Esta é uma das muitas frases que a imprensa internacional dedicou a Portugal, nos comentários à eleição do novo Presidente da República.
Parece-me que é evidente para toda a gente que nada pode ser descartado.
- Nem a convulsão nem a comunhão.
- Nem o entendimento total, nem o desentendimento absoluto.
- Nem um país que, todo ele, se acolha à sombra pacificadora do novo “Cavaco-Presidente”, eleito por mais 30.000 votos, como, em 86, se acolheu, à sombra do “Soares-Presidente”, eleito por mais 100.000 votos de que o seu opositor.
- Nem um país que continue tão dividido, nas expectativas e na imagem que se faz do novo Presidente, como se revelou nos votos.
Tudo está em aberto.
Tudo pertence ao mundo dos possíveis.
Tudo está tão incerto e indefinido
- como antes da apresentação das candidaturas em tribunal,
- como antes das candidaturas apresentarem os seus programas eleitorais,
- como antes de se iniciar a pré-campanha eleitoral,
- como antes de se iniciar a campanha eleitoral,
- como antes dos debates televisivos de há um mês,
- como antes...
- como antes...
- de ter havido um acto eleitoral considerado democraticamente modelar, em participação, em mobilização, em execução, no dia eleitoral e na noite de apuramento eleitoral, nas sondagens, nos comentários e nas declarações dos candidatos.
Esta é uma situação que, ontem mesmo, num dos muitos debates que se sucederam ao apuramento dos resultados, ouvi elogiar como fazendo parte do mistério, da nebulosa de secretismo e indefinição que deve rodear as funções e a figura do Presidente.

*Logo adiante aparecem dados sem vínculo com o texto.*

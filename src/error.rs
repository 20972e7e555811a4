use thiserror::Error;

#[derive(Error, Debug, Clone, PartialEq)]
pub enum HaarSegError {
    #[error("Invalid scale: {scale} exceeds signal length {len}")]
    InvalidScale { scale: usize, len: usize },

    #[error("Precondition violated: {0}")]
    PreconditionViolation(String),

    #[error("Configuration error: {0}")]
    Config(String),
}

pub type Result<T> = std::result::Result<T, HaarSegError>;

/// Fail with `PreconditionViolation` unless `len` is positive.
pub(crate) fn require_non_empty(len: usize, what: &str) -> Result<()> {
    if len == 0 {
        return Err(HaarSegError::PreconditionViolation(format!(
            "{what} must not be empty"
        )));
    }
    Ok(())
}

/// Fail with `PreconditionViolation` unless a buffer matches the signal length.
pub(crate) fn require_len(actual: usize, expected: usize, what: &str) -> Result<()> {
    if actual != expected {
        return Err(HaarSegError::PreconditionViolation(format!(
            "{what} has length {actual}, expected {expected}"
        )));
    }
    Ok(())
}
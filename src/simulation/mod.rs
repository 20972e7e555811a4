mod signal;

pub use signal::{
    SignalSpec, StepSegment, apply_gaussian_noise, create_rng, generate_noisy_step_signal,
    generate_step_signal,
};
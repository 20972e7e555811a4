use std::fs::File;
use std::io::Read;
use std::path::Path;

use anyhow::Context;

/// Probe values read from a file, with optional per-probe weights
#[derive(Debug, Clone, Default, PartialEq)]
pub struct SignalData {
    pub values: Vec<f64>,
    pub weights: Option<Vec<f64>>,
}

impl SignalData {
    pub fn len(&self) -> usize {
        self.values.len()
    }

    pub fn is_empty(&self) -> bool {
        self.values.is_empty()
    }
}

/// Read a signal file
///
/// See [`parse_signal`] for the accepted format.
pub fn read_signal_file<P: AsRef<Path>>(path: P) -> anyhow::Result<SignalData> {
    let path = path.as_ref();
    let file = File::open(path).with_context(|| format!("Failed to open {}", path.display()))?;
    parse_signal(file).with_context(|| format!("Failed to parse {}", path.display()))
}

/// Parse headerless delimited text, one probe per row
///
/// The first column holds the value and an optional second column the
/// weight. Weights are used only if every row has one. Lines starting with
/// `#` are comments; fields may carry surrounding whitespace.
pub fn parse_signal<R: Read>(reader: R) -> anyhow::Result<SignalData> {
    let mut reader = csv::ReaderBuilder::new()
        .has_headers(false)
        .flexible(true)
        .comment(Some(b'#'))
        .trim(csv::Trim::All)
        .from_reader(reader);

    let mut values = Vec::new();
    let mut weights = Vec::new();
    for (row, record) in reader.records().enumerate() {
        let record = record.with_context(|| format!("Malformed row {}", row + 1))?;
        let Some(value) = record.get(0).filter(|field| !field.is_empty()) else {
            continue;
        };
        values.push(
            value
                .parse::<f64>()
                .with_context(|| format!("Invalid value {:?} on row {}", value, row + 1))?,
        );
        if let Some(weight) = record.get(1).filter(|field| !field.is_empty()) {
            let weight: f64 = weight
                .parse()
                .with_context(|| format!("Invalid weight {:?} on row {}", weight, row + 1))?;
            if weight.is_nan() || weight < 0.0 {
                anyhow::bail!("Weight {} on row {} must be non-negative", weight, row + 1);
            }
            weights.push(weight);
        }
    }

    if values.is_empty() {
        anyhow::bail!("No samples found");
    }

    let weights = if weights.len() == values.len() {
        Some(weights)
    } else {
        if !weights.is_empty() {
            log::warn!(
                "Ignoring weights: {} of {} rows have one",
                weights.len(),
                values.len()
            );
        }
        None
    };

    Ok(SignalData { values, weights })
}
pub mod boundary;
pub mod breakpoint_refiner;
pub mod breakpoints;
pub mod haar_conv;
pub mod level_merge;
pub mod math;
pub mod peak_detector;
pub mod pulse_conv;
pub mod threshold;

pub use boundary::reflect_index;
pub use breakpoint_refiner::adjust_breaks;
pub use breakpoints::{BreakpointList, validate_positions};
pub use haar_conv::{haar_convolve, haar_convolve_unweighted, haar_convolve_weighted};
pub use level_merge::unify_levels;
pub use math::{mad_noise_sigma, sum_squared_deviation};
pub use peak_detector::find_local_peaks;
pub use pulse_conv::pulse_convolve;
pub use threshold::hard_threshold;
/// Map a possibly out-of-range index back into `0..len` by mirroring
///
/// Indices below zero map to `-i - 1`; indices at or beyond `len` map to
/// `len - 1 - (i - len)`. The edge sample is repeated, so `-1` maps to `0`
/// and `len` maps to `len - 1`.
///
/// A single reflection is applied, which covers `-len..2 * len`. Both
/// convolvers stay inside that range as long as their window does not
/// exceed the signal length.
#[inline]
pub fn reflect_index(index: isize, len: usize) -> usize {
    let n = len as isize;
    debug_assert!(
        index >= -n && index < 2 * n,
        "index {index} out of single-reflection range for length {len}"
    );
    if index < 0 {
        (-index - 1) as usize
    } else if index >= n {
        (2 * n - 1 - index) as usize
    } else {
        index as usize
    }
}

Porque este Presidente eleito teria sido, como candidato, o que melhor teria incarnado a imagem de
- o menos ligado a qualquer partido,
- o que menos compromissos concretos assumiu com o eleitorado,
- o que só reconheceu e agradeceu o apoio dos líderes dos partidos que o apoiaram depois da eleição,
- o que deu uma imagem de menor enquadramento partidário ou político,
ao apresentar-se à multidão, das varandas do CCB, não na companhia dos seus mandatários ( apolíticos, também?)

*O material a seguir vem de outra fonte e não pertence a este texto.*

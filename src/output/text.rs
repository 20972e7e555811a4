use super::{Formatter, SegmentationReport};

pub struct TextFormatter {
    verbose: bool,
}

impl TextFormatter {
    pub fn new(verbose: bool) -> Self {
        Self { verbose }
    }
}

impl Formatter for TextFormatter {
    fn format(&self, report: &SegmentationReport) -> String {
        if let Some(ref error) = report.error {
            return format!("{}: error: {}", report.filename, error);
        }

        let sigma = report
            .noise_sigma
            .map_or("-".to_string(), |s| format!("{:.4}", s));
        let mut lines = vec![format!(
            "{}: {} samples{}, noise sigma: {}, {} breakpoints, {} segments",
            report.filename,
            report.sample_count,
            if report.weighted { " (weighted)" } else { "" },
            sigma,
            report.breakpoints.len(),
            report.segments.len()
        )];

        if self.verbose {
            for level in &report.levels {
                lines.push(format!(
                    "  level {:>2} (step {:>5}): {:>5} candidates, {:>5} above {:.4}",
                    level.level,
                    level.step_half_size,
                    level.candidates,
                    level.retained,
                    level.threshold
                ));
            }
            if let Some(ref lengths) = report.segment_length {
                lines.push(format!(
                    "  segment length: mean {:.1}, std {:.1}, min {:.0}, max {:.0}",
                    lengths.mean, lengths.std_dev, lengths.min, lengths.max
                ));
            }
        }

        for segment in &report.segments {
            lines.push(format!(
                "  [{:>8}, {:>8})  len {:>7}  mean {:>10.4}",
                segment.start,
                segment.end,
                segment.len(),
                segment.mean
            ));
        }

        lines.join("\n")
    }
}

#[cfg(test)]
mod tests {
    use super::*;
    use crate::output::tests::sample_report;

    #[test]
    fn test_summary_line() {
        let text = TextFormatter::new(false).format(&sample_report());
        let first = text.lines().next().unwrap();
        assert_eq!(
            first,
            "probe.csv: 8 samples, noise sigma: 0.1250, 1 breakpoints, 2 segments"
        );
        assert_eq!(text.lines().count(), 3);
    }

    #[test]
    fn test_verbose_adds_levels() {
        let text = TextFormatter::new(true).format(&sample_report());
        assert!(text.contains("level  1 (step     2)"));
        assert!(text.contains("segment length: mean 4.0"));
    }
}
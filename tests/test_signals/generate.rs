use haarseg::signal_processing::reflect_index;
use haarseg::signal_processing::sum_squared_deviation;
use haarseg::simulation::{SignalSpec, StepSegment, generate_noisy_step_signal};

/// Noisy piecewise-constant signal from `(length, level)` pairs
/// Returns the samples and the true breakpoints
pub fn noisy_steps(
    segments: &[(usize, f64)],
    noise_sigma: f64,
    seed: u64,
) -> (Vec<f64>, Vec<usize>) {
    let spec = SignalSpec::new(
        segments
            .iter()
            .map(|&(length, level)| StepSegment::new(length, level))
            .collect(),
    )
    .with_noise(noise_sigma)
    .with_seed(seed);
    generate_noisy_step_signal(&spec)
}

/// Haar coefficients straight from the window definition
/// O(n * h), used as a reference for the running-sum implementation
pub fn brute_force_haar(signal: &[f64], weights: Option<&[f64]>, h: usize) -> Vec<f64> {
    let n = signal.len();
    let weight = |i: usize| weights.map_or(1.0, |w| w[i]);

    (0..n)
        .map(|k| {
            let window = |from: isize| {
                (from..from + h as isize).fold((0.0, 0.0), |(value_sum, weight_sum), i| {
                    let j = reflect_index(i, n);
                    (value_sum + weight(j) * signal[j], weight_sum + weight(j))
                })
            };
            let (low_sum, low_weight) = window(k as isize - h as isize);
            let (high_sum, high_weight) = window(k as isize);
            match weights {
                None => (high_sum - low_sum) / ((2 * h) as f64).sqrt(),
                Some(_) => {
                    (high_sum / high_weight - low_sum / low_weight) * ((h / 2) as f64).sqrt()
                }
            }
        })
        .collect()
}

/// How many true breakpoints have a detection within `tolerance`
pub fn matched_breakpoints(found: &[usize], truth: &[usize], tolerance: usize) -> usize {
    truth
        .iter()
        .filter(|&&t| found.iter().any(|&f| f.abs_diff(t) <= tolerance))
        .count()
}

/// Summed squared deviation of every segment from its own mean
pub fn total_sse(signal: &[f64], breakpoints: &[usize]) -> f64 {
    let mut start = 0;
    let mut total = 0.0;
    for &end in breakpoints.iter().chain(std::iter::once(&signal.len())) {
        total += sum_squared_deviation(&signal[start..end]);
        start = end;
    }
    total
}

para quem acabara de fazer um discurso político, mas da família alargada, com a qual se gaba de nem falar de política.Mas é uma situação que, cada vez mais custa a aceitar e a justificar depois de uma movimentação nacional para as presidenciais que mobiliza, há seguramente mais de dois anos, jornalistas, meios de comunicação social, comentadores e políticos de um país inteiro.
E que, depois de todo este trabalho de apuramento, selecção, triagem e decantação, o que se conseguiu foi eleger alguém, que entrou em todas estas sucessivas fases de “testagem”, como um enigma e a todas superou, saindo ainda com uma feição, humana e política, mais enigmática do que quando nelas entrou.Com tabú e como tabú saiu da política há dez anos, e com tabú e como tabú regressa e se consolida(rá) para outros dez (prováveis).
Afinal, este país adora, da democracia, não é o seu esforço permanente que, como definição a singulariza, para tornar transparentes os mecanismos de funcionamento da sociedade, mas aquilo que, em democracia, continua a subsistir e a resistir a todos os esforços de transparência.
Com duas circustâncias agravantes, neste caso concreto de Cavaco.
Ele representar e ser apoiado pela área política de direita, a que o povo nunca tinha confiado, em trinta anos, a Presidência, por a considerar mais propensa à crispação, ao confronto e à instrumentaização das funções do Estado, do que ao consenso e ao compromisso e isenção inerentes ao cargo.
E ainda por, os motivos de possível conflito, entre a Presidência e o Governo, derivarem, não do exercício das funções para que Presidente e Primeiro Ministro foram eleitos pelo voto popular, mas daquilo que ambos são para além disto.
O Presidente, quer queira quer não, o depositário dos sonhos frustados da direita portuguesa.
O Primeiro Ministro, quer o queira fazer esquecer quer o assuma, o líder de um partido abalado por duas derrotas numa só eleição (um verdadeiro recorde para o “Guinesse”).
A derrota (absoluta) do candidato que escolheu.
E a vitória (relativa) do candidato que rejeitou.